- 2-2¼ cups unbleached all-purpose flour
- 1 envelope (2¼ teaspoons) Fleishmann’s yeast, not rapid rise yeast
- 2 generous tablespoons sugar
- ½ teaspoon salt
- ½ cup whole milk
- ¼ cup water
- 2 tablespoons butter
- 2 additional tablespoons butter melted, for brushing over finished dinner rolls
- In a large bowl, stir together ¾ cup of the flour, the yeast, the sugar and the salt.
- In a small saucepan, place the milk, water and butter over medium heat. Stir until the butter is melted and mixture has reached a temperature between 120-130°F. The best way to ensure the proper temperature is to monitor the mixture as it heats using an instant read thermometer.
- Add the milk mixture to the flour mixture. Using a hand-held electric mixer on medium speed, beat until mixture is smooth, scraping down the sides of the bowl with a rubber spatula frequently, about 30 seconds. Increase mixer speed to high, add another ¼ cup of the flour and beat until thoroughly incorporated. Remove the mixer, and begin stirring in flour, in ¼ cup amounts, until a soft, manageable dough forms, about ¾ cup more flour.
- Using the heel of your hand, begin kneading the dough, turning the bowl a quarter turn with each push down, until a smooth ball forms, continuing to sprinkle in additional flour to keep it from sticking to the sides of the bowl.

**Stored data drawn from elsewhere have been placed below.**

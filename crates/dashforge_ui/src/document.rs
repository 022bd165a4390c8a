//! Document boundary
//!
//! The engine never talks to a DOM directly. A [`Document`] exposes the few
//! operations theming needs: inline custom properties on the root element
//! and marked `<style>` nodes in the head.

use std::fmt::Debug;
use std::sync::Arc;

use crate::error::DomError;

pub trait Document {
    /// Handle to a style node created by this document
    type Node: Clone + Debug;

    /// Whether there is a rendering document to write to.
    ///
    /// Engines turn every write into a no-op when this is false.
    fn is_live(&self) -> bool {
        true
    }

    /// Set one custom property on the root element's inline style
    fn set_root_property(&self, name: &str, value: &str) -> Result<(), DomError>;

    /// Read a custom property from the root element's inline style
    fn root_property(&self, name: &str) -> Option<String>;

    /// Create a `<style>` node carrying `marker` and attach it to the head
    fn create_style_node(&self, marker: &str) -> Result<Self::Node, DomError>;

    /// Whether `node` is still attached to the document
    fn is_attached(&self, node: &Self::Node) -> bool;

    fn remove_node(&self, node: &Self::Node) -> Result<(), DomError>;

    /// Replace the node's entire text content
    fn set_text_content(&self, node: &Self::Node, text: &str) -> Result<(), DomError>;
}

impl<D: Document + ?Sized> Document for Arc<D> {
    type Node = D::Node;

    fn is_live(&self) -> bool {
        (**self).is_live()
    }

    fn set_root_property(&self, name: &str, value: &str) -> Result<(), DomError> {
        (**self).set_root_property(name, value)
    }

    fn root_property(&self, name: &str) -> Option<String> {
        (**self).root_property(name)
    }

    fn create_style_node(&self, marker: &str) -> Result<Self::Node, DomError> {
        (**self).create_style_node(marker)
    }

    fn is_attached(&self, node: &Self::Node) -> bool {
        (**self).is_attached(node)
    }

    fn remove_node(&self, node: &Self::Node) -> Result<(), DomError> {
        (**self).remove_node(node)
    }

    fn set_text_content(&self, node: &Self::Node, text: &str) -> Result<(), DomError> {
        (**self).set_text_content(node, text)
    }
}

/// Headless context: there is nothing to write to
#[derive(Clone, Copy, Debug, Default)]
pub struct NoDocument;

impl Document for NoDocument {
    type Node = ();

    fn is_live(&self) -> bool {
        false
    }

    fn set_root_property(&self, _name: &str, _value: &str) -> Result<(), DomError> {
        Err(DomError::Unavailable("headless context".into()))
    }

    fn root_property(&self, _name: &str) -> Option<String> {
        None
    }

    fn create_style_node(&self, _marker: &str) -> Result<(), DomError> {
        Err(DomError::Unavailable("headless context".into()))
    }

    fn is_attached(&self, _node: &()) -> bool {
        false
    }

    fn remove_node(&self, _node: &()) -> Result<(), DomError> {
        Ok(())
    }

    fn set_text_content(&self, _node: &(), _text: &str) -> Result<(), DomError> {
        Err(DomError::Unavailable("headless context".into()))
    }
}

As often as I make these rolls, I always use the entire 2¼ cups of flour!
- Cover the bowl of dough with a clean towel and allow to rest for 10 minutes. This important rest will allow the gluten in the flour to develop.
- Uncover the dough. If you have a kitchen scale use it. You will have 1 pound, 2-3 ounces of dough.
- Spray an 8” round baking pan lightly with no-stick cooking spray. Divide the dough into 12 equal pieces, about 1½ ounces each. Between the palms of your hands, roll each piece into a ball and arrange them in the bottom of the pan as pictured (9 around the perimeter of the pan, 3 in the center). Cover the pan with the towel and allow the rolls to rise until doubled in size, about 45-60 minutes. Preheat your oven to 350°F.
- Bake on center rack of preheated oven until golden brown, about 18-20 minutes, and, when tapped on the top with the knuckle of your finger, they sound hollow.
- Remove from oven and within 1 minute, invert the rolls onto a cooling rack.
- Using a pastry brush, paint the rolls with a light coating of melted butter and allow to cool to slightly warm or room temperature.